Also, I gave the explanation that showing one’s wealth loudly to others is similar to “spitting on others.” Oh? How is it “spitting on others?” My view is that the “show of wealth” is an expression of disrespect for others. Why disrespect? Why simply, doing things akin to saying “meron ka nito? Wala ka nito!” (Do you have this? No, you don’t!), or even “inggit ka lang!” (You’re just jealous), signifies contempt for that person who doesn’t have it. So if the other person is someone who works hard and is ethical, but is not rich, this is an insult to the dignity of the other person. It exhibits the lack of respect for public space (which includes “lesser” people) that Jorge Mojarro wrote about. This is the very core of the unethicality of flaunting wealth.

Just look at wealth-flaunting as applied to ordinary people. Because of consumerism, we are all hoodwinked to believe we have to show our wealth. “If you have it, flaunt it;” and many advertisements have this message. Thus, Filipinos are desperate to buy the latest gadgets, the latest whitening cream, and get into the latest fads just to have something to show. And they sometimes resort to borrowing money, without assurance that they are able to pay later. Thus, the “show of wealth” attitude can lead to people being mired in debt, and spending beyond their means. Thus the problem with the “show of wealth” attitude in the Philippines is that even less affluent people tend to have it, when they should not.

Also, isn’t the fiesta mentality criticized in the Philippines? The problem with “fiesta” is not just that it can be a type of false happiness similar to “drowning one’s sorrows.” People may hold fiestas because it is a “show of wealth.” Perhaps they want to hide that they are poor, and look rich, even for a while. But that’s basically lying to oneself and not being true. Hence, the saying, “magpakatotoo ka! (Be true to yourself!)”

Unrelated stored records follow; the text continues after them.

//! Test fixtures for creating test data.
//!
//! These fixtures use the model methods directly to create test data.

use scraper_core::domains::scraping::{JobSource, NewJobSource, ScrapeQueueItem};
use sqlx::PgPool;

/// Register a source, panicking on duplicates. Its rate limit is high enough
/// not to slow tests down.
pub async fn create_test_source(
    pool: &PgPool,
    name: &str,
    base_url: &str,
    config: Option<serde_json::Value>,
) -> JobSource {
    create_source_with_rate(pool, name, base_url, config, 10_000).await
}

pub async fn create_source_with_rate(
    pool: &PgPool,
    name: &str,
    base_url: &str,
    config: Option<serde_json::Value>,
    rate_limit: i32,
) -> JobSource {
    let input = NewJobSource {
        name: name.to_string(),
        base_url: base_url.to_string(),
        rate_limit,
        config: config.map(|c| c.to_string()),
    };
    JobSource::create(&input, pool)
        .await
        .expect("insert source")
        .expect("source name is unique")
}

pub async fn enqueue_test_item(pool: &PgPool, source: &JobSource, max_attempts: i32) -> ScrapeQueueItem {
    ScrapeQueueItem::enqueue(source.id, max_attempts, pool)
        .await
        .expect("enqueue item")
}

/// A listing page in the shape the default selectors understand.
pub fn listing_html(jobs: &[(&str, &str)]) -> String {
    let items: String = jobs
        .iter()
        .map(|(title, href)| {
            format!(
                r#"<article class="job"><h2>{}</h2><a href="{}">View</a></article>"#,
                title, href
            )
        })
        .collect();
    format!("<html><body>{}</body></html>", items)
}

/// Push every lease on the queue into the past.
pub async fn expire_leases(pool: &PgPool) {
    sqlx::query(
        "UPDATE scrape_queue SET lease_expires_at = NOW() - INTERVAL '1 second' WHERE status = 'processing'",
    )
    .execute(pool)
    .await
    .expect("expire leases");
}

pub async fn count_rows(pool: &PgPool, table: &str) -> i64 {
    sqlx::query_scalar::<_, i64>(&format!("SELECT COUNT(*) FROM {}", table))
        .fetch_one(pool)
        .await
        .expect("count rows")
}
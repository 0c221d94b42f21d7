//! Application setup and server configuration.

use std::sync::Arc;
use std::time::Duration;

use axum::{
    extract::Extension,
    http::{header::CONTENT_TYPE, HeaderValue, Method, StatusCode},
    routing::{get, post},
    Router,
};
use sqlx::PgPool;
use tower_http::cors::{AllowOrigin, Any, CorsLayer};
use tower_http::timeout::TimeoutLayer;
use tower_http::trace::TraceLayer;

use crate::config::QueueConfig;
use crate::kernel::{BackgroundProcessor, RunDispatcher};
use crate::server::routes::{
    create_source, enqueue_scrape, get_run, health_handler, list_sources, trigger_scraping,
};

const REQUEST_TIMEOUT: Duration = Duration::from_secs(30);

/// Shared application state
#[derive(Clone)]
pub struct AxumAppState {
    pub db_pool: PgPool,
    pub processor: Arc<BackgroundProcessor>,
    pub dispatcher: Arc<RunDispatcher>,
    pub queue: QueueConfig,
}

/// Build the Axum application router
///
/// An empty `allowed_origins` allows any origin.
pub fn build_app(state: AxumAppState, allowed_origins: &[String]) -> Router {
    let origins: Vec<HeaderValue> = allowed_origins
        .iter()
        .filter_map(|origin| match origin.parse() {
            Ok(value) => Some(value),
            Err(_) => {
                tracing::warn!(origin = %origin, "Ignoring invalid CORS origin");
                None
            }
        })
        .collect();

    let allow_origin = if origins.is_empty() {
        AllowOrigin::from(Any)
    } else {
        AllowOrigin::list(origins)
    };

    let cors = CorsLayer::new()
        .allow_origin(allow_origin)
        .allow_methods([Method::GET, Method::POST])
        .allow_headers([CONTENT_TYPE]);

    let api = Router::new()
        .route("/trigger", post(trigger_scraping))
        .route("/runs/:id", get(get_run))
        .route("/sources", get(list_sources).post(create_source))
        .route("/queue", post(enqueue_scrape));

    Router::new()
        .nest("/api/scraping", api)
        .route("/health", get(health_handler))
        // Middleware layers (applied in reverse order - last added runs first)
        .layer(Extension(state))
        .layer(timeout_layer(REQUEST_TIMEOUT))
        .layer(cors)
        .layer(TraceLayer::new_for_http())
}

/// Requests still running after `timeout` get a 408.
fn timeout_layer(timeout: Duration) -> TimeoutLayer {
    TimeoutLayer::with_status_code(StatusCode::REQUEST_TIMEOUT, timeout)
}
//! Server dependencies for the scraping domain (using traits for testability)
//!
//! This module provides the central dependency container handed to the
//! scraper. External services sit behind trait objects so tests can swap
//! in mocks.

use sqlx::PgPool;
use std::sync::Arc;

use crate::config::QueueConfig;
use crate::kernel::{BaseWebScraper, SourceRateLimiter};

/// Server dependencies accessible to the scraper
#[derive(Clone)]
pub struct ServerDeps {
    pub db_pool: PgPool,
    pub web_scraper: Arc<dyn BaseWebScraper>,
    /// Claim sizes, lease and retry limits for queue drains
    pub queue: QueueConfig,
    /// Shared by every scrape so a source's rate limit holds process-wide
    pub rate_limiter: Arc<SourceRateLimiter>,
}

impl ServerDeps {
    pub fn new(db_pool: PgPool, web_scraper: Arc<dyn BaseWebScraper>, queue: QueueConfig) -> Self {
        Self {
            db_pool,
            web_scraper,
            queue,
            rate_limiter: Arc::new(SourceRateLimiter::new()),
        }
    }
}
// Main entry point for the scraping API server

use std::sync::Arc;

use anyhow::{Context, Result};
use scraper_core::domains::scraping::Scraper;
use scraper_core::kernel::{
    BackgroundProcessor, DispatcherConfig, RunDispatcher, ServerDeps, SimpleScraper,
};
use scraper_core::server::{build_app, AxumAppState};
use scraper_core::Config;
use sqlx::postgres::PgPoolOptions;
use tracing_subscriber::{layer::SubscriberExt, util::SubscriberInitExt};

#[tokio::main]
async fn main() -> Result<()> {
    // Initialize logging
    tracing_subscriber::registry()
        .with(
            tracing_subscriber::EnvFilter::try_from_default_env()
                .unwrap_or_else(|_| "info,scraper_core=debug,sqlx=warn".into()),
        )
        .with(tracing_subscriber::fmt::layer())
        .init();

    tracing::info!("Starting job scraping API");

    // Load configuration
    let config = Config::from_env().context("Failed to load configuration")?;
    tracing::info!("Configuration loaded");

    // Connect to database
    tracing::info!("Connecting to database...");
    let pool = PgPoolOptions::new()
        .max_connections(config.database_max_connections)
        .connect(&config.database_url)
        .await
        .context("Failed to connect to database")?;
    tracing::info!("Database connected");

    // Run migrations
    tracing::info!("Running database migrations...");
    sqlx::migrate!("./migrations")
        .run(&pool)
        .await
        .context("Failed to run migrations")?;
    tracing::info!("Migrations complete");

    // Scraper and its dependencies
    let web_scraper = SimpleScraper::new(&config.scraper)?;
    let deps = ServerDeps::new(pool.clone(), Arc::new(web_scraper), config.queue.clone());
    let scraper = Arc::new(Scraper::new(deps));

    // Background processor
    let processor = Arc::new(BackgroundProcessor::new(scraper));
    if config.processor.enabled {
        processor.start(config.processor.interval_minutes);
    } else {
        tracing::info!("Background processor disabled by configuration");
    }

    // Triggered runs
    let dispatcher = Arc::new(
        RunDispatcher::spawn(pool.clone(), processor.clone(), DispatcherConfig::default())
            .await
            .context("Failed to start run dispatcher")?,
    );

    let state = AxumAppState {
        db_pool: pool,
        processor: processor.clone(),
        dispatcher: dispatcher.clone(),
        queue: config.queue.clone(),
    };
    let app = build_app(state, &config.allowed_origins);

    // Start server
    let addr = format!("0.0.0.0:{}", config.port);
    tracing::info!("Starting server on {}", addr);
    tracing::info!("Health check: http://localhost:{}/health", config.port);

    let listener = tokio::net::TcpListener::bind(&addr)
        .await
        .context("Failed to bind to address")?;

    axum::serve(listener, app)
        .with_graceful_shutdown(shutdown_signal())
        .await
        .context("Server error")?;

    tracing::info!("Server stopped, shutting down background work");
    processor.shutdown();
    dispatcher.shutdown().await;

    Ok(())
}

async fn shutdown_signal() {
    let ctrl_c = async {
        if let Err(e) = tokio::signal::ctrl_c().await {
            tracing::error!(error = %e, "Failed to listen for Ctrl+C");
            std::future::pending::<()>().await;
        }
        tracing::info!("Received Ctrl+C, shutting down");
    };

    #[cfg(unix)]
    let terminate = async {
        match tokio::signal::unix::signal(tokio::signal::unix::SignalKind::terminate()) {
            Ok(mut signal) => {
                signal.recv().await;
                tracing::info!("Received terminate signal, shutting down");
            }
            Err(e) => {
                tracing::error!(error = %e, "Failed to install SIGTERM handler");
                std::future::pending::<()>().await;
            }
        }
    };

    #[cfg(not(unix))]
    let terminate = std::future::pending::<()>();

    tokio::select! {
        _ = ctrl_c => {},
        _ = terminate => {},
    }
}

And there is this other reason some have mentioned; a large and loud “show of wealth” can be a sign of mental problems, such as narcissism. If you have wealth, why not just enjoy it quietly? Why proclaim so loudly and disproportionately that you have wealth? It could be narcissism. Or, as fellow blogger Gogs would call it – KSP (kulang sa pansin or pining for attention), which he aptly calls the root of all evil.

If less affluent people carry out this “show of wealth” attitude, not only would they have a greater risk of becoming poorer, but they also invite criminals to target them. The really rich people fortify themselves against their own countrymen. Certainly not good examples in our society.

Don’t forget what the much-maligned law against obstentatious display of wealth implies. It exists because if public servants have such enormous wealth, it could be because of corruption.


Thus, the “show of wealth” dynamic does not help solve or ease the class divide, as some claim; it helps increase it. It is a function of one of Filipino culture’s most cherished yet misguided goals: to assert class dominance over the other. It is also a goal that has kept Filipinos under dysfunction for years.

Now, I’m not here to condemn people about their wealth or tell them what to do with it. But just think: what does the way you use your wealth tell about you?

If you have wealth, best be quiet and discreet about it. Find ways to properly use it and invest it, and don’t waste it on stupid endeavors. Philantrophy is good, but better do it sincerely, not just for PR purposes. One other reason to use wealth in a philanthropic manner can be summed in this saying: actions speak louder (about your character) than words (or your wealth).

15 Replies to “The Ethics of Flaunting Wealth”

  1. I say, if you have wealth, you are just wasting it by showing it off and falling for the traps of “consumerism.” Instead of using money on consumer goods and fiestas, use your money on things that “increase value.”

    These things that I think “increase value” are basically investments like stocks, bonds, mutual funds, insurance and health plans. Tangible things too such as land, machinery, raw materials.

    The way I see things, there is an abundance of money here in the country. The problem is how it is utilized.

    I think of that money that they spent on the DongYan wedding, I think of the factories, and buildings that could have been built. That money could’ve been used to fund a research program–a new way of building a car or a computer perhaps. These are the sorts of uses for money which creates value and jobs–something that a dole-out just wouldn’t do.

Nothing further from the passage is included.